Epigenetics is the study of gene expression changes that result from processes that do not involve alteration of the DNA sequence. During embryogenesis, various epigenetic mechanisms play important roles in governing proper development, including chromatin remodeling and DNA methylation. Given that primary DNA sequences are not altered in a developing embryo, it is the epigenetic modifications that underlie the spatial and temporal control of gene expression. Hyper- and hypo-methylation of DNA can result in reduced and increased transcription of specific genes, respectively. Aberrant methylation patterns have been linked to the development and progression of a variety of cancers.
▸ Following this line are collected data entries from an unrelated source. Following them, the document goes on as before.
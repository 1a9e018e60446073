use std::{collections::HashMap, sync::Arc};

use anyhow::anyhow;
use async_trait::async_trait;
use chrono::{DateTime, TimeDelta, Utc};
use tracing::{debug, error, info, warn};

use crate::{
    broker::{DeliveryTag, MessageBroker},
    error::{BrokerError, EngineError},
    models::{
        channel::ChannelType,
        message::{FailedNotification, NotificationJob},
        retry::RetryConfig,
        status::JobOutcome,
    },
    services::publisher::{PublishOptions, Publisher},
    store::{CounterStore, keys},
};

/// Channel transport (SMTP, SMS gateway, push provider, webhook caller).
#[async_trait]
pub trait DeliveryHandler: Send + Sync {
    async fn deliver(&self, job: &NotificationJob) -> anyhow::Result<()>;
}

#[derive(Clone, Default)]
pub struct HandlerRegistry {
    handlers: HashMap<ChannelType, Arc<dyn DeliveryHandler>>,
}

impl HandlerRegistry {
    pub fn new() -> Self {
        Self::default()
    }

    pub fn register(mut self, channel: ChannelType, handler: Arc<dyn DeliveryHandler>) -> Self {
        self.handlers.insert(channel, handler);
        self
    }

    pub fn get(&self, channel: ChannelType) -> Option<&Arc<dyn DeliveryHandler>> {
        self.handlers.get(&channel)
    }
}

/// Handler that only logs the job. Stands in for a channel until its
/// transport is wired up.
pub struct LogOnlyHandler;

#[async_trait]
impl DeliveryHandler for LogOnlyHandler {
    async fn deliver(&self, job: &NotificationJob) -> anyhow::Result<()> {
        info!(
            job_id = %job.id,
            channel = %job.channel,
            recipient_id = %job.recipient_id,
            destinations = job.payload.to.len(),
            "No transport configured, notification logged only"
        );
        Ok(())
    }
}

/// Drives a consumed message to one of its outcomes. Retries never rely on
/// broker redelivery: a failed job is republished as a delayed clone and the
/// original is nacked without requeue, so the attempt count is exact.
pub struct RetryController {
    broker: Arc<dyn MessageBroker>,
    publisher: Publisher,
    handlers: HandlerRegistry,
    counters: Arc<dyn CounterStore>,
    retry: RetryConfig,
}

impl RetryController {
    pub fn new(
        broker: Arc<dyn MessageBroker>,
        publisher: Publisher,
        handlers: HandlerRegistry,
        counters: Arc<dyn CounterStore>,
        retry: RetryConfig,
    ) -> Self {
        Self {
            broker,
            publisher,
            handlers,
            counters,
            retry,
        }
    }

    pub async fn handle_delivery(
        &self,
        data: &[u8],
        delivery: DeliveryTag,
    ) -> Result<JobOutcome, EngineError> {
        self.handle_delivery_at(data, delivery, Utc::now()).await
    }

    pub async fn handle_delivery_at(
        &self,
        data: &[u8],
        delivery: DeliveryTag,
        now: DateTime<Utc>,
    ) -> Result<JobOutcome, EngineError> {
        let mut job = match serde_json::from_slice::<NotificationJob>(data) {
            Ok(job) => job,
            Err(e) => return self.dead_letter(data, delivery, &e.to_string()).await,
        };

        if job.max_attempts == 0 {
            job.max_attempts = self.retry.max_attempts;
        }

        if self.is_cancelled(&job.id).await {
            self.broker.ack(delivery).await?;
            info!(job_id = %job.id, channel = %job.channel, "Cancelled notification dropped");
            return Ok(JobOutcome::Cancelled);
        }

        let error = match self.deliver(&job).await {
            Ok(()) => {
                self.broker.ack(delivery).await?;
                info!(
                    job_id = %job.id,
                    channel = %job.channel,
                    attempts = job.attempts,
                    "Notification delivered"
                );
                return Ok(JobOutcome::Delivered);
            }
            Err(e) => e,
        };

        if job.attempts < job.max_attempts {
            job.attempts += 1;
        }

        if job.attempts_exhausted() {
            self.fail(job, error, delivery, now).await
        } else {
            self.schedule_retry(job, error, delivery, now).await
        }
    }

    async fn deliver(&self, job: &NotificationJob) -> anyhow::Result<()> {
        let handler = self
            .handlers
            .get(job.channel)
            .ok_or_else(|| anyhow!("No delivery handler registered for {}", job.channel))?;

        handler.deliver(job).await
    }

    async fn schedule_retry(
        &self,
        job: NotificationJob,
        error: anyhow::Error,
        delivery: DeliveryTag,
        now: DateTime<Utc>,
    ) -> Result<JobOutcome, EngineError> {
        let delay = self.retry.delay_for_attempt(job.attempts);
        let retry_at = now + TimeDelta::from_std(delay).unwrap_or(TimeDelta::zero());
        let retry_job = job.with_scheduled_at(retry_at);

        warn!(
            job_id = %retry_job.id,
            channel = %retry_job.channel,
            attempts = retry_job.attempts,
            max_attempts = retry_job.max_attempts,
            delay_ms = delay.as_millis() as u64,
            error = %error,
            "Delivery failed, retry scheduled"
        );

        let republished = self
            .publisher
            .publish_at(&retry_job, PublishOptions::default(), now)
            .await;

        self.settle(delivery, republished, &retry_job.id, JobOutcome::Retrying)
            .await
    }

    async fn fail(
        &self,
        job: NotificationJob,
        error: anyhow::Error,
        delivery: DeliveryTag,
        now: DateTime<Utc>,
    ) -> Result<JobOutcome, EngineError> {
        error!(
            job_id = %job.id,
            channel = %job.channel,
            attempts = job.attempts,
            error = %error,
            "Delivery attempts exhausted, moving to failed queue"
        );

        let job_id = job.id.clone();
        let failed = FailedNotification::new(job, error.to_string(), now);
        let published = self.publisher.publish_failed(&failed).await;

        self.settle(delivery, published, &job_id, JobOutcome::Failed)
            .await
    }

    /// Nacks the original once its successor (retry clone or failed record) is
    /// safely published. Otherwise it goes back on the queue so the job is not
    /// lost.
    async fn settle(
        &self,
        delivery: DeliveryTag,
        published: Result<bool, EngineError>,
        job_id: &str,
        outcome: JobOutcome,
    ) -> Result<JobOutcome, EngineError> {
        match published {
            Ok(true) => {
                self.broker.nack(delivery, false).await?;
                Ok(outcome)
            }
            Ok(false) => {
                self.broker.nack(delivery, true).await?;
                Err(EngineError::Broker(BrokerError::Unavailable(
                    format!("Broker refused {} publish for job {}", outcome, job_id),
                )))
            }
            Err(e) => {
                error!(job_id, error = %e, "Republish failed, requeueing original");
                if let Err(nack_err) = self.broker.nack(delivery, true).await {
                    warn!(job_id, error = %nack_err, "Requeue nack failed");
                }
                Err(e)
            }
        }
    }

    /// Moves a job that came due on the scheduled queue onto its channel queue.
    pub async fn forward_scheduled(
        &self,
        data: &[u8],
        delivery: DeliveryTag,
    ) -> Result<JobOutcome, EngineError> {
        let job = match serde_json::from_slice::<NotificationJob>(data) {
            Ok(job) => job,
            Err(e) => return self.dead_letter(data, delivery, &e.to_string()).await,
        };

        match self.publisher.publish_immediate(&job).await {
            Ok(true) => {
                self.broker.ack(delivery).await?;
                debug!(job_id = %job.id, channel = %job.channel, "Scheduled notification forwarded");
                Ok(JobOutcome::Forwarded)
            }
            other => {
                self.broker.nack(delivery, true).await?;
                match other {
                    Err(e) => Err(e),
                    _ => Err(EngineError::Broker(BrokerError::Unavailable(
                        format!("Broker refused forward of job {}", job.id),
                    ))),
                }
            }
        }
    }

    async fn dead_letter(
        &self,
        data: &[u8],
        delivery: DeliveryTag,
        reason: &str,
    ) -> Result<JobOutcome, EngineError> {
        error!(
            %delivery,
            bytes = data.len(),
            reason,
            "Undecodable message, dead-lettering"
        );

        if let Err(e) = self.publisher.publish_dead_letter(data, reason).await {
            warn!(error = %e, "Failed to copy message to dead-letter queue");
        }

        self.broker.nack(delivery, false).await?;

        Ok(JobOutcome::DeadLettered)
    }

    /// Cancellation flags fail open: if the lookup errors the job is delivered.
    async fn is_cancelled(&self, job_id: &str) -> bool {
        match self.counters.has_flag(&keys::cancelled(job_id)).await {
            Ok(cancelled) => cancelled,
            Err(e) => {
                warn!(job_id, error = %e, "Cancellation lookup failed, delivering");
                false
            }
        }
    }
}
Genomic imprinting is another epigenetic process that has been associated with human diseases, including Angelman Syndrome. Other epigenetic processes include histone acetylation and deacetylation, X chromosome inactivation, and heterochromatin regulation. While it is known that epigenetic changes can be maintained during cell division, evidence is mounting to support the notion that epigenetic marks can be transmitted from one generation to the next. Environmental factors such as stress and diet can have epigenetic consequences and these consequences may be passed on to offspring^[1].

1. Waterland RA and Jirtle RL. 2003. Transposable elements: targets for early nutritional effects on epigenetic gene regulation. Mol Cell Biol. Aug;23(15):5293-300.